I always dreamed of owning a Nikon camera and finally, 10 years ago, I bought one. A Nikon D5100 with an 18-105 zoom lens. Honestly I never learned everything that it can do, but I was super happy with it.

It’s not always convenient to walk around with a big heavy camera, so I also had a small compact digital camera. I think it was a Panasonic. It took pretty good photos too. On a trip to Norway in 2015 I had my iPhone and Panasonic camera. After taking lots of photos with both, and looking at them closely after the trip, I decided to ditch the small digital camera because my iPhone took photos just as good and as so many people experience, taking photos with your phone is so easy!

Every year Apple improves the camera on the iPhone and honestly the improvement in camera quality is the main reason I keep upgrading. Pretty soon my Nikon sat neglected in a closet.

Last year In 2019 (it FEELS like last year) DB and I went on a road trip, from Southern California to the Grand Canyon, through Four Corners, Durango, Telluride, Arches National Park, Zion and Bryce Canyon National Parks. It was such an amazing trip! Oh I long to go back! I took my Nikon camera and my iPhone X. I look loads of photos with both and was really undecided about which gave me the best quality photos. Frankly, with everything going on with selling the house, and then packing up and moving across the world, I didn’t spend much time with the photos.

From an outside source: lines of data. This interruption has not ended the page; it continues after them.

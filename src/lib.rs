//! # Paywire Rust
//!
//! Resilient, authenticated client for the Paywire payments API.
//!
//! ## Features
//!
//! - **Async/Await**: Built on tokio, safe to share one client across tasks
//! - **Token lifecycle**: Bearer tokens refreshed ahead of expiry with a single login
//! - **Resilience**: Status-driven retry and a circuit breaker in front of every call
//! - **Idempotency**: Financial POSTs carry a key that is stable across retries
//!
//! ## Quick Start
//!
//! ```rust,no_run
//! use paywire::prelude::*;
//!
//! #[tokio::main]
//! async fn main() -> Result<()> {
//!     init_logging(&LogConfig::development());
//!
//!     let client = PaywireClient::new(ClientConfig::from_env()?)?;
//!     let payer: serde_json::Value = client
//!         .do_json_endpoint(&CallContext::new(), "payers.get", Some("p_123"), NO_BODY)
//!         .await?;
//!     println!("{payer}");
//!     Ok(())
//! }
//! ```

#![warn(missing_docs)]
#![warn(clippy::all)]
#![warn(clippy::pedantic)]
#![allow(clippy::module_name_repetitions)]
#![allow(clippy::missing_errors_doc)]

// Re-export core types and traits
pub use paywire_core::{
    ApiErrorDetails, ApiResponse, CallContext, CancellationToken, ClientConfig,
    ClientConfigBuilder, ClientCredentials, EndpointRegistry, HttpConfig, HttpMethod, NO_BODY,
    PaywireClient, RequestBody, RetryConfig, SecretString,
    circuit_breaker::CircuitBreakerConfig,
    error::{Error, Result},
};

/// Lower-level building blocks.
pub use paywire_core as core;

/// Library version
pub const VERSION: &str = env!("CARGO_PKG_VERSION");

/// Prelude module for convenient imports
pub mod prelude {
    pub use paywire_core::prelude::*;
}
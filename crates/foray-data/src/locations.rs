//! Location registry
//!
//! Regions an actor can foray into, with their quality tiers. Tier 1 is
//! plain ground; tiers 2 and 3 grant roll bonuses and extra loot draws.

use foray_core::{LocationId, LocationSpec};

pub const WINDSWEPT_FIELD: LocationId = LocationId(1);
pub const MIRE_HOLLOW: LocationId = LocationId(2);
pub const ASHEN_CALDERA: LocationId = LocationId(3);
pub const GLASS_TARN: LocationId = LocationId(4);
pub const SHATTERED_PEAK: LocationId = LocationId(5);

pub static LOCATIONS: &[LocationSpec] = &[
    LocationSpec::new(1, "Windswept Field", 1),
    LocationSpec::new(2, "Mire Hollow", 1),
    LocationSpec::new(3, "Ashen Caldera", 2),
    LocationSpec::new(4, "Glass Tarn", 2),
    LocationSpec::new(5, "Shattered Peak", 3),
];

/// Look a location up by (case-insensitive) name.
pub fn find_location(name: &str) -> Option<&'static LocationSpec> {
    LOCATIONS
        .iter()
        .find(|l| l.name.eq_ignore_ascii_case(name))
}

/// Look a location up by id.
pub fn location_by_id(id: LocationId) -> Option<&'static LocationSpec> {
    LOCATIONS.iter().find(|l| l.id == id)
}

Now here we are in 2021 and what else am I supposed to do in lockdown? I’ve wrecked my shoulder by knitting too much so I got out my camera and started playing around with it. Now let’s see what the difference is between a 10 year old DSLR and a 3 year old iPhone. This is completely unscientific and I’m sure there are much better comparisons on more professional web sites. This is for my amusement and maybe yours too.

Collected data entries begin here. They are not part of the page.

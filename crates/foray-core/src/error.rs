//! Resolver errors
//!
//! Validation failures are typed and reported to the caller; arithmetic
//! edge cases (roll clamp, empty loot pools) are policy inside the pipeline
//! and never surface here.

use thiserror::Error;

use crate::actor::ActorId;
use crate::monster::LocationId;
use crate::store::StoreError;

#[derive(Error, Debug, Clone, PartialEq, Eq)]
pub enum ResolveError {
    #[error("actor {} not found", .0.0)]
    ActorNotFound(ActorId),

    #[error("actor {} is knocked out and must be healed first", .0.0)]
    ActorKnockedOut(ActorId),

    #[error("not enough stamina: need {needed}, have {have}")]
    OutOfStamina { needed: u32, have: u32 },

    #[error("unknown location {}", .0.0)]
    UnknownLocation(LocationId),

    #[error(transparent)]
    Store(#[from] StoreError),
}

First I took some photos inside my house. I have not edited any of these photos except for cropping to get close ups. There are no filters used. The Nikon was set on the Auto mode. No flash used. Here are the results:

The first two photos are from the Nikon, the last two with the iPhone. Clearly the Nikon creates clearer and crisper images. No question.

Today when the sun was shining I took a couple of photos outside. Again, the Nikon photos are first.

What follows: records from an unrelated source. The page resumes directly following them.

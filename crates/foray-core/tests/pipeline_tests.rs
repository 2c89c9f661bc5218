//! End-to-end scenarios exercising the full resolution pipeline.

use chrono::Utc;
use foray_core::{
    ActorId, ActorState, ActorStore, EncounterOutcome, EncounterRng, Job, JobFlags, LocationId,
    LocationSpec, LootCandidate, MemoryStore, MonsterSpec, NoBoost, ResolveError, Resolver,
    ResolverConfig, ThreatLevel, adjust_roll, apply_outcome, compute_outcome, select_loot,
};

const FIELD: LocationId = LocationId(1);
const PEAK: LocationId = LocationId(2);

const LOCATIONS: &[LocationSpec] = &[
    LocationSpec::new(1, "Windswept Field", 1),
    LocationSpec::new(2, "Shattered Peak", 3),
];

const POOL: &[MonsterSpec] = &[
    MonsterSpec::new("Gray Wolf", 1, 2, 1, &[FIELD], JobFlags::ANY),
    MonsterSpec::new("Moor Boar", 2, 3, 2, &[FIELD, PEAK], JobFlags::ANY),
    MonsterSpec::new("Crag Wyrm", 4, 8, 6, &[PEAK], JobFlags::ANY),
];

const TABLE: &[LootCandidate] = &[
    LootCandidate::new("Wolf Pelt", 1, &["Gray Wolf"], JobFlags::ANY),
    LootCandidate::new("Bristle Hide", 2, &["Moor Boar"], JobFlags::ANY),
    LootCandidate::new("Wyrm Scale", 7, &["Crag Wyrm"], JobFlags::ANY),
];

fn resolver() -> Resolver<'static> {
    Resolver::new(POOL, LOCATIONS, TABLE, ResolverConfig::default())
}

// A tier-1 monster at a tier-1 location with base roll 95 and no statuses
// is a victory with loot, and a one-common-candidate table yields that item
// with quantity in [1, 3].
#[test]
fn clean_high_roll_wins_and_draws_the_common_item() {
    let cfg = ResolverConfig::default();
    let mut rng = EncounterRng::new(1);
    let now = Utc::now();
    let actor = ActorState::new(ActorId(1), 10, 5);
    let wolf = &POOL[0];

    let breakdown = adjust_roll(95, &actor, 1, now, &NoBoost, &cfg, &mut rng);
    assert_eq!(breakdown.final_roll, 95);

    let outcome = compute_outcome(&actor, wolf, breakdown.final_roll, &cfg);
    assert!(outcome.permits_loot(), "expected loot, got {:?}", outcome);

    let single: &[LootCandidate] =
        &[LootCandidate::new("Wolf Pelt", 1, &["Gray Wolf"], JobFlags::ANY)];
    for _ in 0..100 {
        let awards = select_loot(wolf, single, Job::Hunter, 1, &cfg, &mut rng);
        assert_eq!(awards.len(), 1);
        assert_eq!(awards[0].item, "Wolf Pelt");
        assert!((1..=3).contains(&awards[0].quantity));
    }
}

// A lethal hit floors hearts at zero and knocks out; a second application
// cannot push below zero.
#[test]
fn lethal_hit_floors_at_zero_and_knocks_out_once() {
    let cfg = ResolverConfig::default();
    let mut actor = ActorState::new(ActorId(1), 10, 5);
    actor.hearts = 1;
    let wolf = &POOL[0];

    let outcome = compute_outcome(&actor, wolf, 5, &cfg);
    match outcome {
        EncounterOutcome::KnockedOut { hearts_lost, .. } => assert_eq!(hearts_lost, 1),
        other => panic!("expected knockout, got {:?}", other),
    }

    let mut store = MemoryStore::new();
    store.insert(actor);
    apply_outcome(&mut store, ActorId(1), &outcome).unwrap();
    apply_outcome(&mut store, ActorId(1), &outcome).unwrap();
    let state = store.get(ActorId(1)).unwrap();
    assert_eq!(state.hearts, 0);
    assert!(state.knocked_out);
}

#[test]
fn knocked_out_actor_cannot_foray_again() {
    let engine = resolver();
    let mut store = MemoryStore::new();
    let mut actor = ActorState::new(ActorId(1), 3, 1000);
    actor.hearts = 1;
    store.insert(actor);
    let mut rng = EncounterRng::new(77);
    let now = Utc::now();

    // Run forays until one knocks the actor out
    loop {
        match engine.resolve(
            &mut store,
            &NoBoost,
            &mut rng,
            ActorId(1),
            FIELD,
            Job::Hunter,
            ThreatLevel::Normal,
            now,
        ) {
            Ok(_) => {
                if store.get(ActorId(1)).unwrap().knocked_out {
                    break;
                }
            }
            Err(err) => panic!("unexpected error before knockout: {}", err),
        }
    }

    let err = engine
        .resolve(
            &mut store,
            &NoBoost,
            &mut rng,
            ActorId(1),
            FIELD,
            Job::Hunter,
            ThreatLevel::Normal,
            now,
        )
        .unwrap_err();
    assert_eq!(err, ResolveError::ActorKnockedOut(ActorId(1)));
}

#[test]
fn long_run_preserves_state_invariants() {
    let engine = resolver();
    let mut rng = EncounterRng::new(12345);
    let now = Utc::now();

    let mut store = MemoryStore::new();
    store.insert(ActorState::new(ActorId(1), 20, 1000));

    for _ in 0..500 {
        let before = store.get(ActorId(1)).unwrap();
        if before.knocked_out {
            store.heal(ActorId(1), before.max_hearts).unwrap();
            continue;
        }
        let report = engine
            .resolve(
                &mut store,
                &NoBoost,
                &mut rng,
                ActorId(1),
                FIELD,
                Job::Scout,
                ThreatLevel::Normal,
                now,
            )
            .unwrap();
        let after = store.get(ActorId(1)).unwrap();

        assert!(after.hearts <= after.max_hearts);
        assert_eq!(after.stamina, before.stamina - 1);
        assert_eq!(after.hearts, before.hearts - report.outcome.hearts_lost());

        if let Some(bd) = report.breakdown {
            assert!((1..=100).contains(&bd.final_roll));
        }
    }
}

#[test]
fn blood_moon_on_the_peak_can_signal_a_raid() {
    let engine = resolver();
    let mut rng = EncounterRng::new(8);
    let now = Utc::now();
    let mut raids = 0;

    for _ in 0..300 {
        let mut store = MemoryStore::new();
        store.insert(ActorState::new(ActorId(1), 20, 5));
        let report = engine
            .resolve(
                &mut store,
                &NoBoost,
                &mut rng,
                ActorId(1),
                PEAK,
                Job::Mercenary,
                ThreatLevel::BloodMoon,
                now,
            )
            .unwrap();
        if let EncounterOutcome::RaidSignal { monster } = &report.outcome {
            assert_eq!(monster, "Crag Wyrm");
            // A raid is handed off: no roll, no loot, no damage here
            assert!(report.breakdown.is_none());
            assert!(report.loot.is_empty());
            assert_eq!(store.get(ActorId(1)).unwrap().hearts, 20);
            raids += 1;
        }
    }
    assert!(raids > 0, "no raid signals in 300 blood-moon forays");
}

#[test]
fn report_serializes_to_json() {
    let engine = resolver();
    let mut store = MemoryStore::new();
    store.insert(ActorState::new(ActorId(1), 10, 5));
    let mut rng = EncounterRng::new(4);

    let report = engine
        .resolve(
            &mut store,
            &NoBoost,
            &mut rng,
            ActorId(1),
            FIELD,
            Job::Hunter,
            ThreatLevel::Normal,
            Utc::now(),
        )
        .unwrap();

    let json = serde_json::to_string_pretty(&report).unwrap();
    assert!(json.contains("outcome"));
    let back: foray_core::EncounterReport = serde_json::from_str(&json).unwrap();
    assert_eq!(back.actor, ActorId(1));
}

So again the Nikon clearly wins this competition. Both cameras have about the same number of pixels. This is not difference. It’s purely the quality of lens optics which, not surprisingly, will win out over digital every time. At least for now!

I started to think about what holds me back from using this fantastic Nikon camera. Too heavy? Too complicated for every day use? I remember on the road trip, hiking and having that heavy think around my neck all day, bouncing on my body. Putting it in a comfortable carry case is not the answer because by the time you get it out of the case and take off the lens cap, that bird, or deer or sunlight is gone. And I have to look at the situation and think about the best setting to get the best photo. Is something moving quickly so that I should change from auto to “sport” setting? Would this low light situation be better with or without a flash? With iPhone you don’t have to think about anything. Just touch the button and you have a pretty good photo.

I think that I’m going to research strap options to see if I can find something more comfortable to use while hiking and biking, but also leaves the camera quickly available to use. And I’m really and truly going to practice with it, so that changing settings becomes more automatic for me. And I will READ THE MANUAL to find out everything it can do. Like automatically creating the fun photo above at the top of this post.